Search the data for the string "department", and report each line where it is found.

(Items listed in a dataset)
════════════════
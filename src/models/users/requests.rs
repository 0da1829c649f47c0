use super::entities::UserRole;
use crate::models::common::PaginationQuery;
use serde::Deserialize;

// 用户查询参数（来自HTTP请求）
#[derive(Debug, Deserialize)]
pub struct UserListParams {
    #[serde(flatten)]
    pub pagination: PaginationQuery,
    pub role: Option<UserRole>,
    pub department: Option<String>,
    pub search: Option<String>,
}

// 用户创建请求（注册时 role 固定为 user，管理员种子除外）
#[derive(Debug, Deserialize)]
pub struct CreateUserRequest {
    pub username: String,
    pub password: String,
    pub role: UserRole,
    pub department: String,
    pub full_name: String,
}

// 用户更新请求
//
// role/department 仅保留给管理操作使用；个人资料更新永远传 None。
#[derive(Debug, Deserialize)]
pub struct UpdateUserRequest {
    pub password: Option<String>,
    pub role: Option<UserRole>,
    pub department: Option<String>,
    pub full_name: Option<String>,
}

// 用户列表查询参数（用于存储层）
#[derive(Debug, Clone)]
pub struct UserListQuery {
    pub page: Option<i64>,
    pub size: Option<i64>,
    pub role: Option<UserRole>,
    pub search: Option<String>,
}
pub mod login;
pub mod logout;
pub mod profile;
pub mod register;
pub mod token;

use actix_web::{HttpRequest, HttpResponse, Result as ActixResult};
use std::sync::Arc;

use crate::config::AppConfig;
use crate::storage::Storage;

pub struct AuthService {
    storage: Option<Arc<dyn Storage>>,
}

impl AuthService {
    pub fn new_lazy() -> Self {
        Self { storage: None }
    }

    pub(crate) fn get_storage(&self, request: &HttpRequest) -> Arc<dyn Storage> {
        if let Some(storage) = &self.storage {
            storage.clone()
        } else {
            request
                .app_data::<actix_web::web::Data<Arc<dyn Storage>>>()
                .expect("Storage not found in app data")
                .get_ref()
                .clone()
        }
    }

    pub(crate) fn get_config(&self) -> &AppConfig {
        AppConfig::get()
    }

    // 登录验证
    pub async fn login(
        &self,
        login_request: crate::models::auth::LoginRequest,
        request: &HttpRequest,
    ) -> ActixResult<HttpResponse> {
        login::handle_login(self, login_request, request).await
    }

    // 用户注册
    pub async fn register(
        &self,
        register_request: crate::models::auth::RegisterRequest,
        request: &HttpRequest,
    ) -> ActixResult<HttpResponse> {
        register::handle_register(self, register_request, request).await
    }

    // 登出
    pub async fn logout(&self) -> ActixResult<HttpResponse> {
        logout::handle_logout().await
    }

    // 刷新令牌
    pub async fn refresh_token(&self, request: &HttpRequest) -> ActixResult<HttpResponse> {
        token::handle_refresh_token(self, request).await
    }

    // 获取当前用户信息
    pub async fn get_profile(&self, request: &HttpRequest) -> ActixResult<HttpResponse> {
        profile::handle_get_profile(request).await
    }

    // 更新个人资料
    pub async fn update_profile(
        &self,
        update_request: crate::models::auth::requests::UpdateProfileRequest,
        request: &HttpRequest,
    ) -> ActixResult<HttpResponse> {
        profile::handle_update_profile(self, update_request, request).await
    }
}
════════════════
Result for this task:
    pub department: Option<String>,
    pub department: String,
// role/department 仅保留给管理操作使用；个人资料更新永远传 None。
    pub department: Option<String>,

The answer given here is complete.